How many lines in the records below contain the word "AddressValue"? Answer with the number alone.

╭─ Supplied data

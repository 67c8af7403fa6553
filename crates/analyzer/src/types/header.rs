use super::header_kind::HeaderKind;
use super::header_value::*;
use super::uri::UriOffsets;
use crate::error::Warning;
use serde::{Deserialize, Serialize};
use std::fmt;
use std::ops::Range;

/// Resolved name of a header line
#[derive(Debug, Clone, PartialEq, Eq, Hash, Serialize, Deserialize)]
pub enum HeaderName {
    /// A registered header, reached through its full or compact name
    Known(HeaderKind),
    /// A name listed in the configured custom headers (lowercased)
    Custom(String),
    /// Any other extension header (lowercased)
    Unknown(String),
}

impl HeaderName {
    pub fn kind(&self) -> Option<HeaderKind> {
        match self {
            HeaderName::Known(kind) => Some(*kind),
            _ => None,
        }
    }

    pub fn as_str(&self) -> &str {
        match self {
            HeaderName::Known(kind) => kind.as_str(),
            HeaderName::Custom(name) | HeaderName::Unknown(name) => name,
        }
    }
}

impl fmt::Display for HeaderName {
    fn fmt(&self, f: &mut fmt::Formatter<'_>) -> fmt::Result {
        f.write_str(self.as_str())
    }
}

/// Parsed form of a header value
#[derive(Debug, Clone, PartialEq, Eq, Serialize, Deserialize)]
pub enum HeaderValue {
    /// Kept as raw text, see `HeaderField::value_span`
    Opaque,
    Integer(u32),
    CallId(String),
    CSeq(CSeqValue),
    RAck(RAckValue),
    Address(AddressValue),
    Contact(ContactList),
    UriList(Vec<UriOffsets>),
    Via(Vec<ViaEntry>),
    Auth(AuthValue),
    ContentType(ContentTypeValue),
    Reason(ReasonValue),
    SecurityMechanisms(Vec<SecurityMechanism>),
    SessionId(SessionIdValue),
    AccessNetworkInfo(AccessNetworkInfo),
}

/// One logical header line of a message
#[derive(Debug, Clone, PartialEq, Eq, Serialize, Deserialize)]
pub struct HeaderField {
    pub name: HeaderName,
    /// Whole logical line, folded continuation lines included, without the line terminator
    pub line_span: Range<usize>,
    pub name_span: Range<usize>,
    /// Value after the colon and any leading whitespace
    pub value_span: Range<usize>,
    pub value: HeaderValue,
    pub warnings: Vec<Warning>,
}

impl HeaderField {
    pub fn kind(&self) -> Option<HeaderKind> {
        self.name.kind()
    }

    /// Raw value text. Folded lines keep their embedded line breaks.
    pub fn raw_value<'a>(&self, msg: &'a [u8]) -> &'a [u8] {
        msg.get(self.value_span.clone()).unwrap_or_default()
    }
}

╰─
╭─ Supplied data

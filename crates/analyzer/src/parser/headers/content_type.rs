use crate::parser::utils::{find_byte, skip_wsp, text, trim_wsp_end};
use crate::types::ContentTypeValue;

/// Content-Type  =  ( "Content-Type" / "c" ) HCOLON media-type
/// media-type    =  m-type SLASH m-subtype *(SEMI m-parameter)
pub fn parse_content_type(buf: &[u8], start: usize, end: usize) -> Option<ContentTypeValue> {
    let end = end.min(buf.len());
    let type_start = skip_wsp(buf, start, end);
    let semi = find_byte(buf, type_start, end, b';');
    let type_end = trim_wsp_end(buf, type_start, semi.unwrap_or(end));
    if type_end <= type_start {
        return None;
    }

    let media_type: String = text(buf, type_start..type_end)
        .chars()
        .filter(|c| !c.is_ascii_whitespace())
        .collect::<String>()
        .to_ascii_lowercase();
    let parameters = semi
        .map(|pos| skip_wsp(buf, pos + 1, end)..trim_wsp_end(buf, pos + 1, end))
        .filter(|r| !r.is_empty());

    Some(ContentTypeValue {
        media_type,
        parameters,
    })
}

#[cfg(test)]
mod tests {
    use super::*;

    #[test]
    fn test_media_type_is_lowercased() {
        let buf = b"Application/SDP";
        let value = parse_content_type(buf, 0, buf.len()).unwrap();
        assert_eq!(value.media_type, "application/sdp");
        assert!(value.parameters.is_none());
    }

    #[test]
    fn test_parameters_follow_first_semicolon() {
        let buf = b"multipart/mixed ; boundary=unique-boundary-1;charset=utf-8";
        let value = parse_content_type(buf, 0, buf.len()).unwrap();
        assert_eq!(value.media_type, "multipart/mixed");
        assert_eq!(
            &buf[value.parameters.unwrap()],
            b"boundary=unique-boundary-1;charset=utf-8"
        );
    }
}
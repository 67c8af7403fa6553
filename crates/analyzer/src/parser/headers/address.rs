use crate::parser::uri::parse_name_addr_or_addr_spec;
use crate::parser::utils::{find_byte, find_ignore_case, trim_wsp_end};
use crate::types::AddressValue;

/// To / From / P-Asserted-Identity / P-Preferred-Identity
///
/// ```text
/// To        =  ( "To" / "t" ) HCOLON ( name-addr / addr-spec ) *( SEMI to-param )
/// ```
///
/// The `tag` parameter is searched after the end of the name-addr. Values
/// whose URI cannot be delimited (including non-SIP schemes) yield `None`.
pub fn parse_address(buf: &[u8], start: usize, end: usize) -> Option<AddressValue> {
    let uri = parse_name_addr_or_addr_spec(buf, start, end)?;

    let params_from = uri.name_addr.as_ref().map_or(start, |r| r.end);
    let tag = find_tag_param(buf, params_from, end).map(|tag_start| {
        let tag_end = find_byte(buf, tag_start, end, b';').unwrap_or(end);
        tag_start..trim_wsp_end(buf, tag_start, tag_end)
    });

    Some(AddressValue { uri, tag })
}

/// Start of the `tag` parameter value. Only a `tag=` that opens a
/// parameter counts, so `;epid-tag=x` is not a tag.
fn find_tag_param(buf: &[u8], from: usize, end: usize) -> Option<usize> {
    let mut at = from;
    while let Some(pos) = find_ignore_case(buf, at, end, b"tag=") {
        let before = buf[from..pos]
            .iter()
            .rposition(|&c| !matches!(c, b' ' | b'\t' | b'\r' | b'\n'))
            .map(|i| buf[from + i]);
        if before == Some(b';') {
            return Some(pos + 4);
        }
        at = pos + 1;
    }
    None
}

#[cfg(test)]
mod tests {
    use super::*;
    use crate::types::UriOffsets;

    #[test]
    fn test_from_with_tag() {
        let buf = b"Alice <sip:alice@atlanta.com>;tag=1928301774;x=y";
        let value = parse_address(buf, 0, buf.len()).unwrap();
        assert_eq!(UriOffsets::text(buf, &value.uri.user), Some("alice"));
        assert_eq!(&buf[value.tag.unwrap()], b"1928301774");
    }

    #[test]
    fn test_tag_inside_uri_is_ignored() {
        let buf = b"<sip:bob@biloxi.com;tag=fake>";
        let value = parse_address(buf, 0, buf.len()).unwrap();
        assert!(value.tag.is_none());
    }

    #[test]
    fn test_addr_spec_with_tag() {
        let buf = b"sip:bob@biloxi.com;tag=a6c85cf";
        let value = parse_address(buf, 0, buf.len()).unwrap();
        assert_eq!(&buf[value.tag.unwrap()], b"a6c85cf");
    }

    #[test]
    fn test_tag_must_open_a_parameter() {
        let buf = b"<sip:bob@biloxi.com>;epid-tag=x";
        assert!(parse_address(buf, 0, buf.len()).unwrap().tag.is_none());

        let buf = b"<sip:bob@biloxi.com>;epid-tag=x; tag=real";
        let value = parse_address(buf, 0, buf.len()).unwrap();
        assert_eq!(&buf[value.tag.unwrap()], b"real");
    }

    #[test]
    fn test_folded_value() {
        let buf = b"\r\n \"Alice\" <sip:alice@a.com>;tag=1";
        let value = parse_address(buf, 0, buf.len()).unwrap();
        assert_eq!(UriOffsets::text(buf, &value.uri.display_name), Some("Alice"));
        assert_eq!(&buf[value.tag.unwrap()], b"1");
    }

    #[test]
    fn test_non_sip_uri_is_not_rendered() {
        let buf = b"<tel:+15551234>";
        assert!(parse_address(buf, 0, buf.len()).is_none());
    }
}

╰─

» **Result below**
4